_About this exercise:_
Could you retype, exactly as written, every line from the top of the records through the line that contains "let cli = Cli::parse();"?

*** Block opens ***

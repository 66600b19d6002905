use anyhow::{Context, Result};
use clap::Parser;
use trip_booking::{PipelineBuilder, PipelineConfig};
use trip_cli::{Cli, ask, run_console, write_trace};
use trip_telemetry::TraceCollector;

const SERVICE_NAME: &str = "trip";

#[tokio::main]
async fn main() -> Result<()> {
    if let Ok(path) = dotenvy::dotenv() {
        eprintln!("Loaded config from: {}", path.display());
    }

    let cli = Cli::parse();
    let collector = cli.trace_json.as_ref().map(|_| TraceCollector::new());

    let telemetry = match &cli.otlp_endpoint {
        Some(endpoint) => trip_telemetry::init_with_otlp(SERVICE_NAME, endpoint, collector.clone()),
        None => match &collector {
            Some(collector) => trip_telemetry::init_with_collector(SERVICE_NAME, collector.clone()),
            None => trip_telemetry::init_telemetry(SERVICE_NAME),
        },
    };
    if let Err(e) = telemetry {
        eprintln!("Telemetry Warning: {e}");
    }

    let result = run(&cli).await;

    if let (Some(path), Some(collector)) = (&cli.trace_json, &collector) {
        write_trace(path, collector)?;
    }
    if cli.otlp_endpoint.is_some() {
        trip_telemetry::shutdown_telemetry();
    }
    result
}

async fn run(cli: &Cli) -> Result<()> {
    let config = cli.apply(PipelineConfig::from_env().context("invalid configuration")?);
    let pipeline = PipelineBuilder::new(config).build()?;

    match cli.request() {
        Some(request) => ask(&pipeline, &request, &mut std::io::stdout()).await,
        None => run_console(&pipeline).await,
    }
}
use async_trait::async_trait;
use std::collections::VecDeque;
use std::sync::{Mutex, MutexGuard};
use trip_core::{Llm, LlmRequest, LlmResponse, LlmResponseStream, Result, TripError};

type Handler = Box<dyn Fn(&LlmRequest) -> Result<LlmResponse> + Send + Sync>;

enum Behavior {
    Scripted(Mutex<VecDeque<LlmResponse>>),
    Handler(Handler),
}

/// Test model that replays scripted turns or answers through a closure
///
/// Every request it receives is kept for later inspection.
pub struct MockLlm {
    name: String,
    behavior: Behavior,
    requests: Mutex<Vec<LlmRequest>>,
}

fn lock<T>(mutex: &Mutex<T>) -> MutexGuard<'_, T> {
    mutex.lock().unwrap_or_else(|poisoned| poisoned.into_inner())
}

impl MockLlm {
    pub fn new(name: impl Into<String>) -> Self {
        Self {
            name: name.into(),
            behavior: Behavior::Scripted(Mutex::new(VecDeque::new())),
            requests: Mutex::new(Vec::new()),
        }
    }

    /// Answer each request by calling `handler`.
    pub fn from_fn<F>(name: impl Into<String>, handler: F) -> Self
    where
        F: Fn(&LlmRequest) -> Result<LlmResponse> + Send + Sync + 'static,
    {
        Self {
            name: name.into(),
            behavior: Behavior::Handler(Box::new(handler)),
            requests: Mutex::new(Vec::new()),
        }
    }

    /// Queue the response for the next call. Ignored for closure-backed mocks.
    pub fn with_response(self, response: LlmResponse) -> Self {
        if let Behavior::Scripted(queue) = &self.behavior {
            lock(queue).push_back(response);
        }
        self
    }

    pub fn requests(&self) -> Vec<LlmRequest> {
        lock(&self.requests).clone()
    }

    pub fn call_count(&self) -> usize {
        lock(&self.requests).len()
    }
}

#[async_trait]
impl Llm for MockLlm {
    fn name(&self) -> &str {
        &self.name
    }

    async fn generate_content(&self, req: LlmRequest, _stream: bool) -> Result<LlmResponseStream> {
        let response = match &self.behavior {
            Behavior::Scripted(queue) => lock(queue).pop_front().ok_or_else(|| {
                TripError::Model(format!("MockLlm '{}' has no scripted response left", self.name))
            }),
            Behavior::Handler(handler) => handler(&req),
        };
        lock(&self.requests).push(req);

        let response = response?;
        let stream = async_stream::stream! {
            yield Ok(response);
        };
        Ok(Box::pin(stream))
    }
}
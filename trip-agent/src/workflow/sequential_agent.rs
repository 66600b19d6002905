use async_stream::stream;
use async_trait::async_trait;
use futures::StreamExt;
use std::sync::Arc;
use trip_core::{Agent, EventStream, InvocationContext, Result};
use trip_telemetry::{Instrument, agent_invocation_span, record_error, record_output};

/// Sequential agent executes sub-agents once in order
///
/// A sub-agent starts only after the previous one's event stream is
/// exhausted. The first error stops the sequence and is tagged with the name
/// of the stage that raised it.
pub struct SequentialAgent {
    name: String,
    description: String,
    sub_agents: Vec<Arc<dyn Agent>>,
}

impl SequentialAgent {
    pub fn new(name: impl Into<String>, sub_agents: Vec<Arc<dyn Agent>>) -> Self {
        Self { name: name.into(), description: String::new(), sub_agents }
    }

    pub fn with_description(mut self, desc: impl Into<String>) -> Self {
        self.description = desc.into();
        self
    }
}

#[async_trait]
impl Agent for SequentialAgent {
    fn name(&self) -> &str {
        &self.name
    }

    fn description(&self) -> &str {
        &self.description
    }

    fn sub_agents(&self) -> &[Arc<dyn Agent>] {
        &self.sub_agents
    }

    async fn run(&self, ctx: Arc<dyn InvocationContext>) -> Result<EventStream> {
        let span = agent_invocation_span(&self.name, &ctx.user_content().text());
        tracing::info!(
            parent: &span,
            agent.name = %self.name,
            stages = self.sub_agents.len(),
            "Starting sequence"
        );

        let sub_agents = self.sub_agents.clone();

        let s = stream! {
            let mut last_text = String::new();

            for agent in sub_agents {
                let mut stream = match agent.run(ctx.clone()).instrument(span.clone()).await {
                    Ok(s) => s,
                    Err(e) => {
                        record_error(&span);
                        yield Err(e.in_stage(agent.name()));
                        return;
                    }
                };

                while let Some(result) = stream.next().await {
                    match result {
                        Ok(event) => {
                            if let Some(text) = event.final_text() {
                                last_text = text;
                            }
                            yield Ok(event);
                        }
                        Err(e) => {
                            record_error(&span);
                            yield Err(e.in_stage(agent.name()));
                            return;
                        }
                    }
                }
            }

            record_output(&span, &last_text);
        };

        Ok(Box::pin(s))
    }
}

*** Block closes ***

_Answer to the exercise:_
repository 66600b19d6002905
use anyhow::{Context, Result};
use clap::Parser;
use trip_booking::{PipelineBuilder, PipelineConfig};
use trip_cli::{Cli, ask, run_console, write_trace};
use trip_telemetry::TraceCollector;

const SERVICE_NAME: &str = "trip";

#[tokio::main]
async fn main() -> Result<()> {
    if let Ok(path) = dotenvy::dotenv() {
        eprintln!("Loaded config from: {}", path.display());
    }

    let cli = Cli::parse();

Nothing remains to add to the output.